By AMANDA GRAY
THE GOSHEN NEWS
Though the house still smells like turkey, dressing and all the trimmings, many shoppers will don hats, gloves and grab sale ads as they dream of scoring the big Christmas gift deal — before turkey day is even over.
The Friday after Thanksgiving, known as “Black Friday” to many shoppers and store owners, has become an annual holiday in its own right as shoppers wait in long lines and wade through packed stores for deals on movies, electronics, clothes and other items many buy as gifts for Christmas. Many locally owned and chain stores in the area will open at midnight, or even earlier into actual Thanksgiving Day, in hopes of bringing in shoppers ready to spend money.
Target’s store preparations began about a month ago with the hiring of seasonal staff. Now that displays are constructed and products are unpacked, staff members are looking forward to the store’s “guests” visiting after they celebrate Thanksgiving.
“I love the fun, the guests coming in,” Target manager Shirley Voglereed. “It’s the best day of the year!”
Some places aren’t waiting until midnight to get a start on shopping. Big stores like Toys-R-Us and Wal-mart will open at 8 p.m. tonight, and Target stores open at 9 p.m. nationwide tonight, according to their sale ad and website. The only concern for Goshen’s Target’s staff is weather — Voglereed said the managers hope the weather holds out for good shopping.
“We don’t know (how many will be here late Thursday and Friday morning), but the average crowd has been around 2,500 people,” Voglereed said.
Lines begin early, but the majority of shoppers begin lining up around four hours before doors open, she said. The biggest items this year, as in the past, will be electronics and toys.
While many would think tensions and attitudes would be high on Black Friday, Voglereed said it’s the opposite.
“I love the guests we have in store,” she said. “They are just fantastic to be around. Everyone’s so excited and nice —our guests are wonderful.”

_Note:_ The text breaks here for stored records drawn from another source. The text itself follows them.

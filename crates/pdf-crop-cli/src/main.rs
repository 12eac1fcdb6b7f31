use anyhow::{Context, Result};
use clap::{Parser, Subcommand};
use pdf_crop::{CropPlan, CropPreset, CropRect, Parity, SaveOptions, ScopedRects};
use std::path::PathBuf;

#[derive(Parser)]
#[command(name = "croppdf-cli", about = "Crop PDF pages without the GUI", version)]
struct Cli {
    #[command(subcommand)]
    command: Commands,
}

#[derive(Subcommand)]
enum Commands {
    /// Show page count, sizes, rotation and parity
    Info {
        /// Input PDF file
        #[arg(short, long)]
        input: PathBuf,
    },

    /// Apply crop rectangles and optionally delete pages
    ///
    /// Rectangles are `left,top,right,bottom` in points, measured from each
    /// page's top-left corner.
    Crop {
        /// Input PDF file
        #[arg(short, long)]
        input: PathBuf,

        /// Output PDF file
        #[arg(short, long)]
        output: PathBuf,

        /// Rectangle for every page
        #[arg(long, value_parser = parse_rect, conflicts_with_all = ["odd", "even", "preset"])]
        all: Option<CropRect>,

        /// Rectangle for odd pages (1, 3, 5, ...)
        #[arg(long, value_parser = parse_rect, conflicts_with = "preset")]
        odd: Option<CropRect>,

        /// Rectangle for even pages (2, 4, 6, ...)
        #[arg(long, value_parser = parse_rect, conflicts_with = "preset")]
        even: Option<CropRect>,

        /// Crop preset exported from the GUI (JSON)
        #[arg(long)]
        preset: Option<PathBuf>,

        /// Pages to delete, 1-based and comma separated (e.g. 2,4)
        #[arg(long, value_delimiter = ',')]
        delete: Vec<usize>,

        /// Skip stream compression when writing
        #[arg(long)]
        fast_save: bool,
    },
}

/// Parse `left,top,right,bottom` into a crop rectangle
fn parse_rect(s: &str) -> Result<CropRect, String> {
    let values = s
        .split(',')
        .map(|v| v.trim().parse::<f64>())
        .collect::<Result<Vec<_>, _>>()
        .map_err(|e| format!("invalid number in '{}': {}", s, e))?;
    let edges: [f64; 4] = values
        .try_into()
        .map_err(|v: Vec<f64>| format!("expected 4 values (left,top,right,bottom), got {}", v.len()))?;
    CropRect::try_from(edges).map_err(|e| e.to_string())
}

/// Convert 1-based page numbers to 0-based indices
fn page_indices(numbers: &[usize]) -> Result<Vec<usize>> {
    numbers
        .iter()
        .map(|&n| {
            n.checked_sub(1)
                .with_context(|| format!("Page numbers start at 1, got {}", n))
        })
        .collect()
}

async fn scoped_rects(
    all: Option<CropRect>,
    odd: Option<CropRect>,
    even: Option<CropRect>,
    preset: Option<PathBuf>,
) -> Result<ScopedRects> {
    let rects = match (all, preset) {
        (Some(rect), _) => ScopedRects::All { rect: Some(rect) },
        (None, Some(path)) => {
            CropPreset::load(&path)
                .await
                .with_context(|| format!("Failed to load crop preset {}", path.display()))?
                .rects
        }
        (None, None) => ScopedRects::Parity { odd, even },
    };
    anyhow::ensure!(
        !rects.is_empty(),
        "No crop rectangle given (use --all, --odd/--even or --preset)"
    );
    Ok(rects)
}

#[tokio::main]
async fn main() -> Result<()> {
    let cli = Cli::parse();

    match cli.command {
        Commands::Info { input } => {
            let doc = pdf_crop::load_pdf(&input)
                .await
                .with_context(|| format!("Failed to open {}", input.display()))?;
            let pages = pdf_crop::page_infos(&doc)?;

            println!("{}: {} pages", input.display(), pages.len());
            for page in &pages {
                let parity = match page.parity() {
                    Parity::Odd => "odd",
                    Parity::Even => "even",
                };
                println!(
                    "  Page {}: {:.1} x {:.1} pt, rotation {}, {}",
                    page.index + 1,
                    page.size.width,
                    page.size.height,
                    page.rotation,
                    parity
                );
            }
        }

        Commands::Crop {
            input,
            output,
            all,
            odd,
            even,
            preset,
            delete,
            fast_save,
        } => {
            let rects = scoped_rects(all, odd, even, preset).await?;
            let deleted = page_indices(&delete)?;

            let doc = pdf_crop::load_pdf(&input)
                .await
                .with_context(|| format!("Failed to open {}", input.display()))?;

            // Rectangles are already in points, so each page's preview is the page itself
            let sizes = pdf_crop::page_infos(&doc)?
                .iter()
                .map(|p| (p.size.width, p.size.height))
                .collect();
            let plan = CropPlan::new(rects, sizes).skipping(deleted.iter().copied());

            let mut cropped = pdf_crop::apply_crop(&doc, &plan).await?;
            if !deleted.is_empty() {
                pdf_crop::delete_pages(&mut cropped, &deleted)?;
            }

            pdf_crop::save_pdf(&cropped, &output, SaveOptions { fast_save })
                .await
                .with_context(|| format!("Failed to write {}", output.display()))?;
            println!(
                "Cropped {} pages → {}",
                cropped.get_pages().len(),
                output.display()
            );
        }
    }

    Ok(())
}

#[cfg(test)]
mod tests {
    use super::*;

    #[test]
    fn test_parse_rect() {
        let rect = parse_rect("36, 36,576,756").unwrap();
        assert_eq!(<[f64; 4]>::from(rect), [36.0, 36.0, 576.0, 756.0]);
    }

    #[test]
    fn test_parse_rect_rejects_bad_input() {
        assert!(parse_rect("1,2,3").is_err());
        assert!(parse_rect("1,2,3,x").is_err());
        // Right edge left of the left edge
        assert!(parse_rect("100,0,50,10").is_err());
    }

    #[test]
    fn test_page_indices_are_zero_based() {
        assert_eq!(page_indices(&[2, 4]).unwrap(), vec![1, 3]);
        assert!(page_indices(&[0]).is_err());
    }

    #[test]
    fn test_cli_rejects_conflicting_rects() {
        let result = Cli::try_parse_from([
            "croppdf-cli",
            "crop",
            "-i",
            "in.pdf",
            "-o",
            "out.pdf",
            "--all",
            "0,0,10,10",
            "--odd",
            "0,0,10,10",
        ]);
        assert!(result.is_err());
    }

    #[test]
    fn test_cli_parses_delete_list() {
        let cli = Cli::try_parse_from([
            "croppdf-cli",
            "crop",
            "-i",
            "in.pdf",
            "-o",
            "out.pdf",
            "--odd",
            "0,0,10,10",
            "--delete",
            "2,4",
        ])
        .unwrap();
        match cli.command {
            Commands::Crop { delete, odd, .. } => {
                assert_eq!(delete, vec![2, 4]);
                assert!(odd.is_some());
            }
            _ => panic!("expected crop command"),
        }
    }

    #[tokio::test]
    async fn test_scoped_rects_requires_a_rectangle() {
        assert!(scoped_rects(None, None, None, None).await.is_err());

        let rect = CropRect::new(0.0, 0.0, 10.0, 10.0);
        let rects = scoped_rects(None, rect, None, None).await.unwrap();
        assert_eq!(rects, ScopedRects::Parity { odd: rect, even: None });
    }
}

Other area locations are celebrating all things shopping with Black Friday. Concord Mall will open its doors at 11 p.m. tonight to start their All Night Shopping Party, according to Marketing Director Deb Alwine.
The party is in commemoration of the mall’s 40th anniversary, and will feature the lighting of the Christmas tree, prizes and store deals. After the 11:30 p.m. unveiling of the 2013 Center Court plans, 300 lucky (and early) shoppers will receive shopping bags filled with coupons, as well as 10 chances at hourly gift card raffles. More information is available at www.shopconcordmall.com.
“We’re not sure what’s going to happen, because this is the first time we’re doing it, but we’re going to have a ball,” Alwine said. “This is the place to be (on Black Friday) — we want people to come rediscover Concord Mall, because we’re doing things differently.”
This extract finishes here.